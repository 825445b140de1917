//! Interactive fallback for arguments left off the command line.
use std::io::{self, BufRead, Write};

use crate::error::WifiBfError;

/// Print `label`, read one line from `input` and return it trimmed. An empty
/// answer or end of input is [`WifiBfError::InvalidInput`].
pub fn ask<R: BufRead, W: Write>(
    label: &str,
    input: &mut R,
    output: &mut W,
) -> Result<String, WifiBfError> {
    let io_err = |e: io::Error| WifiBfError::InvalidInput(format!("{}: {}", label, e));
    write!(output, "[*] {}: ", label).map_err(io_err)?;
    output.flush().map_err(io_err)?;
    let mut line = String::new();
    input.read_line(&mut line).map_err(io_err)?;
    let answer = line.trim();
    if answer.is_empty() {
        return Err(WifiBfError::InvalidInput(format!("{} is required", label)));
    }
    Ok(answer.to_string())
}

/// Use `given` when present, otherwise prompt for it.
pub fn value_or_ask<R: BufRead, W: Write>(
    given: Option<String>,
    label: &str,
    input: &mut R,
    output: &mut W,
) -> Result<String, WifiBfError> {
    match given {
        Some(v) if !v.trim().is_empty() => Ok(v),
        _ => ask(label, input, output),
    }
}

/// Use `given` when present. Without a terminal to prompt on, a missing
/// value is [`WifiBfError::InvalidInput`].
pub fn require(given: Option<String>, label: &str) -> Result<String, WifiBfError> {
    match given {
        Some(v) if !v.trim().is_empty() => Ok(v),
        _ => Err(WifiBfError::InvalidInput(format!("{} is required", label))),
    }
}
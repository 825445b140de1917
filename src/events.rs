//! Run events and the sinks that consume them.
//!
//! The driver reports progress exclusively through an [`EventSink`]. Sinks
//! render to a terminal ([`ConsoleSink`]), frame lines as server-push events
//! ([`SseSink`]) or keep a record for the final summary ([`Tally`]). Sinks
//! compose as tuples, and `&mut S` is a sink whenever `S` is.
//!
//! A sink error aborts the run: a consumer that has gone away (for example a
//! closed event-stream client) should not leave the loop joining networks
//! on its behalf.
use std::io::{self, Write};

use crate::candidate::{Candidate, Target};
use crate::outcome::{FailureReason, TrialOutcome};
use crate::style::Style;

/// Sentinel sent as the last event of a stream.
pub const END_OF_STREAM: &str = "<end-of-stream>";

#[derive(Debug, Clone, Copy)]
pub enum Event<'a> {
    /// `total` is the number of non-blank lines, when known up front.
    Started {
        target: &'a Target,
        total: Option<usize>,
    },
    /// `attempt` counts trials so far, this one included.
    Trying {
        candidate: &'a Candidate,
        attempt: usize,
        total: Option<usize>,
    },
    Skipped { ordinal: usize },
    Outcome {
        candidate: &'a Candidate,
        outcome: TrialOutcome,
    },
    Completed {
        found: Option<&'a Candidate>,
        attempts: usize,
    },
}

impl Event<'_> {
    /// Human-readable lines for this event, styled with `style`.
    pub fn lines(&self, style: &Style) -> Vec<String> {
        match self {
            Event::Started { target, total } => {
                let mut lines = vec![style.info(&format!(
                    "[~] Cracking {} on {}...",
                    target.ssid, target.interface
                ))];
                if let Some(total) = total {
                    lines.push(style.info(&format!("[~] {} candidates in wordlist", total)));
                }
                lines
            }
            Event::Trying {
                candidate,
                attempt,
                total,
            } => {
                let mut line = format!(
                    "Trying password [{}]: {}",
                    candidate.ordinal, candidate.credential
                );
                if let Some(total) = total.filter(|t| *t > 0) {
                    line.push_str(&format!(
                        " ({}/{}, {})",
                        attempt,
                        total,
                        percentage(*attempt, total)
                    ));
                }
                vec![line]
            }
            Event::Skipped { .. } => Vec::new(),
            Event::Outcome {
                candidate,
                outcome: TrialOutcome::Success,
            } => vec![
                style.success("[*] Crack success!"),
                style.success(&format!("[*] password is {}", candidate.credential)),
            ],
            Event::Outcome {
                candidate,
                outcome: TrialOutcome::Failure(reason),
            } => {
                let suffix = match reason {
                    FailureReason::Timeout => " (command timed out)",
                    FailureReason::InvocationError => " (command error)",
                    _ => "",
                };
                vec![style.failure(&format!(
                    "[{}] Crack Failed using {}{}",
                    candidate.ordinal, candidate.credential, suffix
                ))]
            }
            Event::Completed { found: Some(_), .. } => Vec::new(),
            Event::Completed {
                found: None,
                attempts,
            } => vec![style.failure(&format!(
                "[-] Password not found in wordlist ({} attempts)",
                attempts
            ))],
        }
    }
}

/// `done` out of `total` as a percentage with two decimals.
pub fn percentage(done: usize, total: usize) -> String {
    if total == 0 {
        return "0.00%".to_string();
    }
    format!("{:.2}%", (done as f64) / (total as f64) * 100.0)
}

pub trait EventSink {
    fn emit(&mut self, event: &Event<'_>) -> io::Result<()>;
}

impl<S: EventSink + ?Sized> EventSink for &mut S {
    fn emit(&mut self, event: &Event<'_>) -> io::Result<()> {
        (**self).emit(event)
    }
}

impl<A: EventSink, B: EventSink> EventSink for (A, B) {
    fn emit(&mut self, event: &Event<'_>) -> io::Result<()> {
        self.0.emit(event)?;
        self.1.emit(event)
    }
}

/// Discards every event.
#[derive(Debug, Default, Clone, Copy)]
pub struct NullSink;

impl EventSink for NullSink {
    fn emit(&mut self, _event: &Event<'_>) -> io::Result<()> {
        Ok(())
    }
}

/// Writes styled lines to a terminal or any writer.
pub struct ConsoleSink<W: Write> {
    out: W,
    style: Style,
}

impl<W: Write> ConsoleSink<W> {
    pub fn new(out: W, style: Style) -> Self {
        Self { out, style }
    }

    pub fn into_inner(self) -> W {
        self.out
    }
}

impl<W: Write> EventSink for ConsoleSink<W> {
    fn emit(&mut self, event: &Event<'_>) -> io::Result<()> {
        for line in event.lines(&self.style) {
            writeln!(self.out, "{}", line)?;
        }
        self.out.flush()
    }
}

/// Frames every output line as a `data:` event. The stream is closed with
/// [`END_OF_STREAM`] once the run completes.
pub struct SseSink<W: Write> {
    out: W,
}

impl<W: Write> SseSink<W> {
    pub fn new(out: W) -> Self {
        Self { out }
    }

    pub fn into_inner(self) -> W {
        self.out
    }

    /// Send one raw line as an event. Embedded newlines are split so each
    /// event carries a single line.
    pub fn send(&mut self, line: &str) -> io::Result<()> {
        for part in line.split('\n') {
            write!(self.out, "data: {}\n\n", part.trim_end_matches('\r'))?;
        }
        self.out.flush()
    }

    pub fn finish(&mut self) -> io::Result<()> {
        self.send(END_OF_STREAM)
    }
}

impl<W: Write> EventSink for SseSink<W> {
    fn emit(&mut self, event: &Event<'_>) -> io::Result<()> {
        for line in event.lines(&Style::plain()) {
            self.send(&line)?;
        }
        if let Event::Completed { .. } = event {
            self.finish()?;
        }
        Ok(())
    }
}

/// One trial as recorded by [`Tally`].
#[derive(Debug, Clone, PartialEq, Eq)]
pub struct Attempt {
    pub candidate: Candidate,
    pub outcome: TrialOutcome,
    pub at: chrono::DateTime<chrono::Local>,
}

/// Accumulates what happened during a run.
#[derive(Debug, Default, Clone)]
pub struct Tally {
    pub target: Option<Target>,
    pub total: Option<usize>,
    pub attempts: Vec<Attempt>,
    pub skipped: usize,
    pub completed: bool,
}

impl Tally {
    pub fn new() -> Self {
        Self::default()
    }

    pub fn found(&self) -> Option<&Candidate> {
        self.attempts
            .iter()
            .find(|a| a.outcome.is_success())
            .map(|a| &a.candidate)
    }

    pub fn failures(&self, reason: FailureReason) -> usize {
        self.attempts
            .iter()
            .filter(|a| a.outcome == TrialOutcome::Failure(reason))
            .count()
    }

    /// Number of wordlist lines consumed, blank ones included.
    pub fn lines_read(&self) -> usize {
        self.attempts.len() + self.skipped
    }
}

impl EventSink for Tally {
    fn emit(&mut self, event: &Event<'_>) -> io::Result<()> {
        match event {
            Event::Started { target, total } => {
                self.target = Some((*target).clone());
                self.total = *total;
            }
            Event::Trying { .. } => {}
            Event::Skipped { .. } => self.skipped += 1,
            Event::Outcome { candidate, outcome } => self.attempts.push(Attempt {
                candidate: (*candidate).clone(),
                outcome: *outcome,
                at: chrono::Local::now(),
            }),
            Event::Completed { .. } => self.completed = true,
        }
        Ok(())
    }
}

#[cfg(test)]
mod tests {
    use super::*;

    fn cand(ordinal: usize, credential: &str) -> Candidate {
        Candidate {
            ordinal,
            credential: credential.into(),
        }
    }

    #[test]
    fn failure_lines_name_ordinal_and_reason() {
        let c = cand(7, "letmein");
        let lines = Event::Outcome {
            candidate: &c,
            outcome: TrialOutcome::Failure(FailureReason::Timeout),
        }
        .lines(&Style::plain());
        assert_eq!(lines, vec!["[7] Crack Failed using letmein (command timed out)"]);
    }

    #[test]
    fn progress_is_shown_when_total_is_known() {
        let target = Target::new("HomeNet", "en0").unwrap();
        let c = cand(5, "pw");
        let started = Event::Started {
            target: &target,
            total: Some(4),
        }
        .lines(&Style::plain());
        assert_eq!(started[1], "[~] 4 candidates in wordlist");
        let trying = Event::Trying {
            candidate: &c,
            attempt: 3,
            total: Some(4),
        }
        .lines(&Style::plain());
        assert_eq!(trying, vec!["Trying password [5]: pw (3/4, 75.00%)"]);
        assert_eq!(percentage(2, 3), "66.67%");
        assert_eq!(percentage(0, 0), "0.00%");
    }

    #[test]
    fn sse_frames_each_line_and_terminates() {
        let c = cand(3, "correct");
        let mut sink = SseSink::new(Vec::new());
        sink.emit(&Event::Trying {
            candidate: &c,
            attempt: 1,
            total: Some(3),
        })
        .unwrap();
        sink.emit(&Event::Outcome {
            candidate: &c,
            outcome: TrialOutcome::Success,
        })
        .unwrap();
        sink.emit(&Event::Completed {
            found: Some(&c),
            attempts: 1,
        })
        .unwrap();
        let out = String::from_utf8(sink.into_inner()).unwrap();
        assert_eq!(
            out,
            "data: Trying password [3]: correct (1/3, 33.33%)\n\n\
             data: [*] Crack success!\n\n\
             data: [*] password is correct\n\n\
             data: <end-of-stream>\n\n"
        );
    }

    #[test]
    fn tally_counts_and_finds() {
        let target = Target::new("HomeNet", "en0").unwrap();
        let (a, b) = (cand(1, "a"), cand(3, "b"));
        let mut tally = Tally::new();
        tally
            .emit(&Event::Started {
                target: &target,
                total: Some(2),
            })
            .unwrap();
        tally
            .emit(&Event::Outcome {
                candidate: &a,
                outcome: TrialOutcome::Failure(FailureReason::ExplicitErrorText),
            })
            .unwrap();
        tally.emit(&Event::Skipped { ordinal: 2 }).unwrap();
        tally
            .emit(&Event::Outcome {
                candidate: &b,
                outcome: TrialOutcome::Success,
            })
            .unwrap();
        assert_eq!(tally.lines_read(), 3);
        assert_eq!(tally.failures(FailureReason::ExplicitErrorText), 1);
        assert_eq!(tally.found(), Some(&b));
        assert_eq!(tally.target.as_ref().unwrap().ssid, "HomeNet");
        assert_eq!(tally.total, Some(2));
    }

    #[test]
    fn tuple_sinks_fan_out() {
        let c = cand(1, "x");
        let mut console = ConsoleSink::new(Vec::new(), Style::plain());
        let mut tally = Tally::new();
        {
            let mut both = (&mut console, &mut tally);
            both.emit(&Event::Trying {
                candidate: &c,
                attempt: 1,
                total: None,
            })
            .unwrap();
            both.emit(&Event::Skipped { ordinal: 2 }).unwrap();
        }
        assert_eq!(tally.skipped, 1);
        let text = String::from_utf8(console.into_inner()).unwrap();
        assert_eq!(text, "Trying password [1]: x\n");
    }
}
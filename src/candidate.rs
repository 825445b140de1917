//! Candidate and target data model.
//!
//! A [`Candidate`] is one wordlist entry paired with its 1-based position in
//! the file. Positions are assigned to every physical line, blank ones
//! included, so the ordinal printed for an attempt always matches the line
//! number in the wordlist.
//!
//! A [`Target`] names the network to join and the wireless interface used
//! for every trial of a run.
use crate::error::WifiBfError;

/// Interface used when none is configured or detected.
pub const DEFAULT_INTERFACE: &str = "en0";

#[derive(Debug, Clone, PartialEq, Eq)]
pub struct Candidate {
    pub ordinal: usize,
    pub credential: String,
}

impl Candidate {
    /// Build a candidate from a raw wordlist line. Returns `None` when the
    /// line is blank after trimming.
    pub fn from_line(ordinal: usize, line: &str) -> Option<Self> {
        let credential = line.trim();
        if credential.is_empty() {
            return None;
        }
        Some(Self {
            ordinal,
            credential: credential.to_string(),
        })
    }
}

#[derive(Debug, Clone, PartialEq, Eq)]
pub struct Target {
    pub ssid: String,
    pub interface: String,
}

impl Target {
    /// Validate and build a target. The SSID is passed to `networksetup`
    /// exactly as given, since network names may carry spaces; one that is
    /// blank after trimming is rejected, as is an empty interface.
    pub fn new(ssid: &str, interface: &str) -> Result<Self, WifiBfError> {
        if ssid.trim().is_empty() {
            return Err(WifiBfError::InvalidInput("SSID is required".into()));
        }
        let interface = interface.trim();
        if interface.is_empty() {
            return Err(WifiBfError::InvalidInput(
                "network interface is required".into(),
            ));
        }
        Ok(Self {
            ssid: ssid.to_string(),
            interface: interface.to_string(),
        })
    }
}
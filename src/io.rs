//! Wordlist line readers.
//!
//! Large wordlists are memory-mapped, small ones go through a buffered
//! reader. Both paths yield lines with the trailing `\n` / `\r\n` removed and
//! decode invalid UTF-8 lossily, so a stray byte in a large wordlist does not
//! end the run.
use std::fs::File;
use std::io::{self, BufRead, BufReader};
use std::path::Path;

use anyhow::{Context, Result};
use memmap2::Mmap;

/// Threshold in bytes above which we attempt to use mmap for reading.
pub const DEFAULT_MMAP_THRESHOLD_BYTES: u64 = 16 * 1024 * 1024; // 16 MiB

pub type LineIter = Box<dyn Iterator<Item = io::Result<String>> + Send + 'static>;

/// Decide whether to use mmap based on file size and threshold.
pub fn should_use_mmap(file_size_bytes: u64, threshold_bytes: u64) -> bool {
    file_size_bytes >= threshold_bytes
}

/// Iterate lines from a file path using a buffered reader (non-mmap).
pub fn iter_lines_bufread<P: AsRef<Path>>(path: P) -> Result<LineIter> {
    let file = File::open(&path).with_context(|| format!("open {}", path.as_ref().display()))?;
    Ok(Box::new(ReaderLines {
        reader: BufReader::new(file),
        buf: Vec::new(),
    }))
}

struct ReaderLines<R> {
    reader: R,
    buf: Vec<u8>,
}

impl<R: BufRead> Iterator for ReaderLines<R> {
    type Item = io::Result<String>;
    fn next(&mut self) -> Option<Self::Item> {
        self.buf.clear();
        match self.reader.read_until(b'\n', &mut self.buf) {
            Ok(0) => None,
            Ok(_) => {
                let line = self.buf.strip_suffix(b"\n").unwrap_or(&self.buf[..]);
                Some(Ok(line_from_bytes(line)))
            }
            Err(e) => Some(Err(e)),
        }
    }
}

/// Iterate lines from a file path using mmap.
pub fn iter_lines_mmap<P: AsRef<Path>>(path: P) -> Result<LineIter> {
    let file = File::open(&path).with_context(|| format!("open {}", path.as_ref().display()))?;
    // SAFETY: the map is read-only; a wordlist truncated underneath us is the
    // caller's problem, same as for any mmap reader.
    let mmap =
        unsafe { Mmap::map(&file) }.with_context(|| format!("mmap {}", path.as_ref().display()))?;
    Ok(Box::new(MmapLines { mmap, pos: 0 }))
}

struct MmapLines {
    mmap: Mmap,
    pos: usize,
}

impl Iterator for MmapLines {
    type Item = io::Result<String>;
    fn next(&mut self) -> Option<Self::Item> {
        let data: &[u8] = &self.mmap;
        if self.pos >= data.len() {
            return None;
        }
        let start = self.pos;
        if let Some(off) = memchr::memchr(b'\n', &data[self.pos..]) {
            let end = self.pos + off;
            self.pos = end + 1;
            Some(Ok(line_from_bytes(&data[start..end])))
        } else {
            // Last line without trailing newline
            self.pos = data.len();
            Some(Ok(line_from_bytes(&data[start..])))
        }
    }
}

fn line_from_bytes(bytes: &[u8]) -> String {
    let slice = bytes.strip_suffix(b"\r").unwrap_or(bytes);
    String::from_utf8_lossy(slice).into_owned()
}

/// Choose mmap or bufread and return an iterator over lines. A threshold of
/// zero disables mmap.
pub fn iter_lines_auto<P: AsRef<Path>>(path: P, threshold_bytes: u64) -> Result<LineIter> {
    let meta =
        std::fs::metadata(&path).with_context(|| format!("stat {}", path.as_ref().display()))?;
    if threshold_bytes > 0 && meta.is_file() && should_use_mmap(meta.len(), threshold_bytes) {
        iter_lines_mmap(path)
    } else {
        iter_lines_bufread(path)
    }
}
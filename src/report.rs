//! Human-readable run summary and scan table for terminal output.
use crate::events::Tally;
use crate::outcome::FailureReason;
use crate::platform::ScannedNetwork;
use crate::style::{Style, visible_len};

fn section_header(title: &str) -> String {
    let len = visible_len(title);
    let mut s = String::new();
    s.push('\n');
    s.push_str(title);
    s.push('\n');
    s.push_str(&"─".repeat(len));
    s.push_str("\n\n");
    s
}

pub fn render_summary(tally: &Tally, style: &Style) -> String {
    let mut out = String::new();
    out.push_str(&style.note("WifiBF: Wordlist Run Results"));
    out.push('\n');

    let mut lines: Vec<String> = Vec::new();
    match &tally.target {
        Some(t) => {
            lines.push(format!("Target SSID: {}", t.ssid));
            lines.push(format!("Interface: {}", t.interface));
        }
        None => lines.push("Target SSID: (none)".to_string()),
    }
    if let Some(total) = tally.total {
        lines.push(format!("Candidates in wordlist: {}", total));
    }
    lines.push(format!("Lines read: {}", tally.lines_read()));
    lines.push(format!("Blank lines skipped: {}", tally.skipped));
    lines.push(format!("Trials: {}", tally.attempts.len()));
    if !tally.completed {
        lines.push(style.failure("Run aborted before the wordlist was exhausted"));
    }
    out.push_str(&section_header(&style.heading("Trial Statistics")));
    for line in lines {
        out.push_str(&line);
        out.push('\n');
    }

    out.push_str(&section_header(&style.heading("Failures by Reason")));
    for reason in FailureReason::ALL {
        out.push_str(&format!("  {}: {}\n", reason, tally.failures(reason)));
    }

    out.push_str(&section_header(&style.heading("Result")));
    match tally.found() {
        Some(c) => out.push_str(&format!(
            "{} {} (line {})\n",
            style.success("Password found:"),
            c.credential,
            c.ordinal
        )),
        None => out.push_str(&format!("{}\n", style.dim("(Password not found)"))),
    }
    out
}

/// One line per scanned network under a header row. Plain text, so the
/// same lines can be framed as stream events.
pub fn render_networks(networks: &[ScannedNetwork]) -> Vec<String> {
    if networks.is_empty() {
        return vec!["[-] No networks found".to_string()];
    }
    let row = |ssid: &str, bssid: &str, rssi: &str, channel: &str, security: &str| {
        format!(
            "{:<32} {:<17} {:>5}  {:<8} {}",
            ssid, bssid, rssi, channel, security
        )
        .trim_end()
        .to_string()
    };
    let mut lines = vec![row("SSID", "BSSID", "RSSI", "CHANNEL", "SECURITY")];
    lines.extend(networks.iter().map(|n| {
        row(
            &n.ssid,
            &n.bssid,
            &n.rssi.to_string(),
            &n.channel,
            &n.security,
        )
    }));
    lines
}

__Activity__.
Looking at the data above, give the number of lines that include "ExplicitErrorText"; add nothing else.

__Written reply__.
2